Work order
Return every entry below exactly as written.
---------- Records shown
// Frame orchestrator - owns every GPU resource and drives one frame at a time
//
// Per frame: wait on the fence, acquire, record (update uniforms, then
// raster OR raytrace+denoise, then post), submit, present. Both render paths
// converge on the HDR color image the post pass tonemaps to the swapchain.
//
// Resources are mutated only between frames while the device is confirmed
// idle; the single command buffer / fence / semaphore pair never serves two
// frames at once.

use anyhow::{Context, Result};
use ash::vk;
use glam::Mat4;
use gpu_allocator::MemoryLocation;
use std::sync::Arc;

use crate::backend::descriptor::{BindingDesc, DescriptorBundle};
use crate::backend::resource::{BufferResource, ImageResource};
use crate::backend::swapchain::AcquireResult;
use crate::backend::sync::FrameSync;
use crate::backend::{Swapchain, VulkanDevice};
use crate::camera::Camera;
use crate::scene::{Scene, SceneInstance};

use super::acceleration::{AccelerationStructures, TlasInstance};
use super::denoise::{output_after, DenoiseOutput, DenoisePass};
use super::post::PostPass;
use super::raster::ScanlinePass;
use super::raytrace::RayTracePass;
use super::scene_buffers::SceneBuffers;
use super::uniforms::{MatrixUniforms, PushConstantRay};

/// Offscreen working format for everything between the geometry and the
/// tonemapper.
const HDR_FORMAT: vk::Format = vk::Format::R32G32B32A32_SFLOAT;
const DEPTH_FORMAT: vk::Format = vk::Format::D32_SFLOAT;

/// Runtime knobs handed in from the configuration layer.
pub struct RendererOptions {
    pub ray_depth: i32,
    pub denoise_passes: u32,
    pub start_with_raytracer: bool,
}

/// Every extent-sized image the frame works with; rebuilt as a unit when the
/// swapchain goes out of date.
struct FrameImages {
    depth: ImageResource,
    /// The convergence image both paths write and the post pass samples
    hdr_color: ImageResource,
    rt_color: ImageResource,
    rt_color_history: ImageResource,
    rt_normal_depth: ImageResource,
    rt_normal_depth_history: ImageResource,
    rt_filtered: ImageResource,
}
--------------------
Solution
// Frame orchestrator - owns every GPU resource and drives one frame at a time
//
// Per frame: wait on the fence, acquire, record (update uniforms, then
// raster OR raytrace+denoise, then post), submit, present. Both render paths
// converge on the HDR color image the post pass tonemaps to the swapchain.
//
// Resources are mutated only between frames while the device is confirmed
// idle; the single command buffer / fence / semaphore pair never serves two
// frames at once.

use anyhow::{Context, Result};
use ash::vk;
use glam::Mat4;
use gpu_allocator::MemoryLocation;
use std::sync::Arc;

use crate::backend::descriptor::{BindingDesc, DescriptorBundle};
use crate::backend::resource::{BufferResource, ImageResource};
use crate::backend::swapchain::AcquireResult;
use crate::backend::sync::FrameSync;
use crate::backend::{Swapchain, VulkanDevice};
use crate::camera::Camera;
use crate::scene::{Scene, SceneInstance};

use super::acceleration::{AccelerationStructures, TlasInstance};
use super::denoise::{output_after, DenoiseOutput, DenoisePass};
use super::post::PostPass;
use super::raster::ScanlinePass;
use super::raytrace::RayTracePass;
use super::scene_buffers::SceneBuffers;
use super::uniforms::{MatrixUniforms, PushConstantRay};

/// Offscreen working format for everything between the geometry and the
/// tonemapper.
const HDR_FORMAT: vk::Format = vk::Format::R32G32B32A32_SFLOAT;
const DEPTH_FORMAT: vk::Format = vk::Format::D32_SFLOAT;

/// Runtime knobs handed in from the configuration layer.
pub struct RendererOptions {
    pub ray_depth: i32,
    pub denoise_passes: u32,
    pub start_with_raytracer: bool,
}

/// Every extent-sized image the frame works with; rebuilt as a unit when the
/// swapchain goes out of date.
struct FrameImages {
    depth: ImageResource,
    /// The convergence image both paths write and the post pass samples
    hdr_color: ImageResource,
    rt_color: ImageResource,
    rt_color_history: ImageResource,
    rt_normal_depth: ImageResource,
    rt_normal_depth_history: ImageResource,
    rt_filtered: ImageResource,
}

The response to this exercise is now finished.